The December 22 number of the Peacemaker contains the story of Dan Goodman’s Selective Service violations, for which he was sentenced in an Indianapolis court to six years, four incarcerated years and two on probation. Read the Peacemaker to keep in touch with prisoners of conscience. Write 10208 Sylvan Avenue, Cincinnati, Ohio 45241.

A long article which begins on the front page of the Wall Street Journal for January 2, tells of what is called Aversion Therapy, and the subhead continues with the ominous words, “punishing people to change behavior” The article tells facts and figures, names names and states the drugs used to “change behavior.” The article questions – “Is It Old Fashioned Torture?”

Jessica Mitford has written a book on Kind and Usual Punishment which should be read and pondered on. Nothing has changed since the slaughter of both prisoners and guards at Attica a few years ago, and we need to do all we can to keep in touch with prisoners and protect them and work for them.

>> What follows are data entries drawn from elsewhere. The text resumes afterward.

//! Audio-Server Transport Trait
//!
//! Defines the capability set the connection manager consumes. A transport
//! wraps one session with the audio server: connection lifecycle, async
//! device listing, stream creation and teardown, and the buffer primitives
//! for moving sample data.
//!
//! # Threading contract
//!
//! Implementations are NOT required to be internally synchronized. The
//! manager in `sonance_core` calls every method while holding its shared
//! lock, from either the host thread or its event-loop thread, never
//! concurrently. Asynchronous outcomes (state changes, device list items,
//! data readiness, move completions) are delivered through the
//! [`EventSink`] registered with [`ServerTransport::set_event_sink`]; the
//! manager drains that channel on its event-loop thread.

use serde::{Deserialize, Serialize};

use crate::error::TransportResult;

/// Opaque identifier for a transport-owned stream
#[derive(Debug, Clone, Copy, PartialEq, Eq, Hash, Serialize, Deserialize)]
pub struct StreamId(pub u64);

impl std::fmt::Display for StreamId {
    fn fmt(&self, f: &mut std::fmt::Formatter<'_>) -> std::fmt::Result {
        write!(f, "stream#{}", self.0)
    }
}

/// Connection state, mirroring the server's own context states
///
/// A fresh connection starts `Unconnected` and walks through the handshake
/// states to `Ready`. `Failed` and `Terminated` are terminal for that
/// connection instance.
#[derive(Debug, Clone, Copy, PartialEq, Eq, Serialize, Deserialize)]
pub enum ConnectionState {
    Unconnected,
    Connecting,
    Authorizing,
    SettingName,
    Ready,
    Failed,
    Terminated,
}

impl ConnectionState {
    /// Whether the connection is usable for commands
    pub fn is_ready(self) -> bool {
        self == ConnectionState::Ready
    }

    /// Whether this state can never transition again
    pub fn is_terminal(self) -> bool {
        matches!(self, ConnectionState::Failed | ConnectionState::Terminated)
    }
}

/// One device descriptor, produced during enumeration
///
/// Transient: the manager hands it to the host and does not retain it.
#[derive(Debug, Clone, PartialEq, Eq, Serialize, Deserialize)]
pub struct DeviceInfo {
    /// Server-side numeric index
    pub index: u32,

    /// Short device name (routing target for stream creation and moves)
    pub name: String,

    /// Human-readable description
    pub description: String,

    /// Native sample rate in Hz
    pub sample_rate: u32,

    /// Channel count
    pub channels: u8,
}

/// Sample format and layout for a stream
///
/// The format is fixed: signed 16-bit little-endian PCM. Rate and channel
/// count are caller-specified.
#[derive(Debug, Clone, Copy, PartialEq, Eq, Serialize, Deserialize)]
pub struct SampleSpec {
    /// Sample rate in Hz
    pub rate: u32,

    /// Number of interleaved channels
    pub channels: u8,
}

impl SampleSpec {
    /// Bytes per frame (one S16LE sample per channel)
    pub fn frame_bytes(&self) -> usize {
        2 * self.channels as usize
    }
}

/// Server-side buffering hints for stream connection
///
/// `None` means "server default", replacing the C convention of passing
/// `(uint32_t)-1`.
#[derive(Debug, Clone, Copy, Default, PartialEq, Eq)]
pub struct BufferAttrs {
    /// Maximum server-side buffer length in bytes
    pub maxlength: Option<u32>,

    /// Playback target buffer length in bytes
    pub tlength: Option<u32>,

    /// Bytes buffered before playback starts
    pub prebuf: Option<u32>,

    /// Minimum bytes the server requests per write
    pub minreq: Option<u32>,

    /// Capture fragment size in bytes
    pub fragsize: Option<u32>,
}

/// Asynchronous notifications from the transport
///
/// Delivered on the sink registered via [`ServerTransport::set_event_sink`]
/// and dispatched by the manager's event-loop thread.
#[derive(Debug, Clone)]
pub enum TransportEvent {
    /// The connection entered a new state
    StateChanged(ConnectionState),

    /// One playback device list item; `None` marks end of list
    PlaybackDevice(Option<DeviceInfo>),

    /// One capture device list item; `None` marks end of list
    CaptureDevice(Option<DeviceInfo>),

    /// A playback stream wants `nbytes` of data written
    WriteReady { stream: StreamId, nbytes: usize },

    /// A capture stream has a chunk available to peek
    ReadReady { stream: StreamId },

    /// A previously issued move completed
    MoveComplete { stream: StreamId, success: bool },
}

/// Channel endpoint a transport delivers its events into
pub type EventSink = crossbeam_channel::Sender<TransportEvent>;

/// One session with the audio server, consumed as an opaque capability set
///
/// Object-safe so the manager can hold `Box<dyn ServerTransport>`; `Send`
/// so ownership can live behind the manager's lock while both the host
/// thread and the event-loop thread call in.
pub trait ServerTransport: Send {
    /// Register the sink all asynchronous events are delivered into
    ///
    /// Called once by the manager before `connect`.
    fn set_event_sink(&mut self, sink: EventSink);

    /// Issue the connect command
    ///
    /// Success means the command was accepted; the handshake itself is
    /// asynchronous and reported via `StateChanged` events.
    fn connect(&mut self) -> TransportResult<()>;

    /// Tear the connection down
    fn disconnect(&mut self);

    /// Begin an asynchronous playback-device listing
    ///
    /// Results arrive as `PlaybackDevice` events, terminated by `None`.
    fn begin_playback_device_list(&mut self) -> TransportResult<()>;

    /// Begin an asynchronous capture-device listing
    fn begin_capture_device_list(&mut self) -> TransportResult<()>;

    /// Allocate a new (not yet connected) stream
    fn create_stream(&mut self, label: &str, spec: &SampleSpec) -> TransportResult<StreamId>;

    /// Connect a stream for playback against `device` (None = default sink)
    fn connect_playback(
        &mut self,
        stream: StreamId,
        device: Option<&str>,
        attrs: &BufferAttrs,
    ) -> TransportResult<()>;

    /// Connect a stream for recording against `device` (None = default
    /// source), with server-side latency adjustment requested
    fn connect_record(
        &mut self,
        stream: StreamId,
        device: Option<&str>,
        attrs: &BufferAttrs,
    ) -> TransportResult<()>;

    /// Disconnect a stream from its device
    fn disconnect_stream(&mut self, stream: StreamId);

    /// Block until all buffered data for the stream has been flushed
    fn drain(&mut self, stream: StreamId);

    /// Release the stream handle; the id is invalid afterwards
    fn release_stream(&mut self, stream: StreamId);

    /// Server-side numeric index of a connected stream (move target lookup)
    fn stream_index(&self, stream: StreamId) -> Option<u32>;

    /// Submit a filled playback buffer (relative seek); ownership moves to
    /// the transport, which releases it after consumption
    fn write(&mut self, stream: StreamId, data: Vec<u8>) -> TransportResult<()>;

    /// Borrow the next available captured chunk, if any
    ///
    /// The returned slice is owned by the transport and only valid until
    /// [`ServerTransport::advance`] is called for the same stream.
    fn peek(&mut self, stream: StreamId) -> Option<&[u8]>;

    /// Advance the capture stream past the chunk returned by `peek`
    fn advance(&mut self, stream: StreamId);

    /// Reassign the playback stream with server index `index` to the named
    /// sink; completion arrives as a `MoveComplete` event
    fn move_playback(&mut self, index: u32, device: &str) -> TransportResult<()>;

    /// Reassign the capture stream with server index `index` to the named
    /// source
    fn move_record(&mut self, index: u32, device: &str) -> TransportResult<()>;
}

The book which has just been published by Charles H. Kerr and Co., Chicago, containing Eugene Debs’ prison writings and his suggestions as to what can be done, is well worth studying. Ammon had the greatest admiration and love for this great leader in the labor movement who polled one million votes for President while he was in prison during the First World War. Just now as I am finishing writing this column, I read over the story of the prisoners’ reaction to Debs’ departure from Atlanta Penitentiary, where Ammon also served during the First World War, and was once again deeply moved.

Let us pray for all the prisoners we know, for those who write to us, such as Martin Sostre whose picture hangs on our office wall, and Eddie Sanchez and Arthur Banks, and all the other men, the countless thousands of men and women who are held behind prison bars. When even the prestigious Wall Street Journal publishes such a column of horrors, we must awake to the condition of these sufferers and do what we can to help them. Pray also for Father Lyle and his halfway house for prisoners in East Harlem.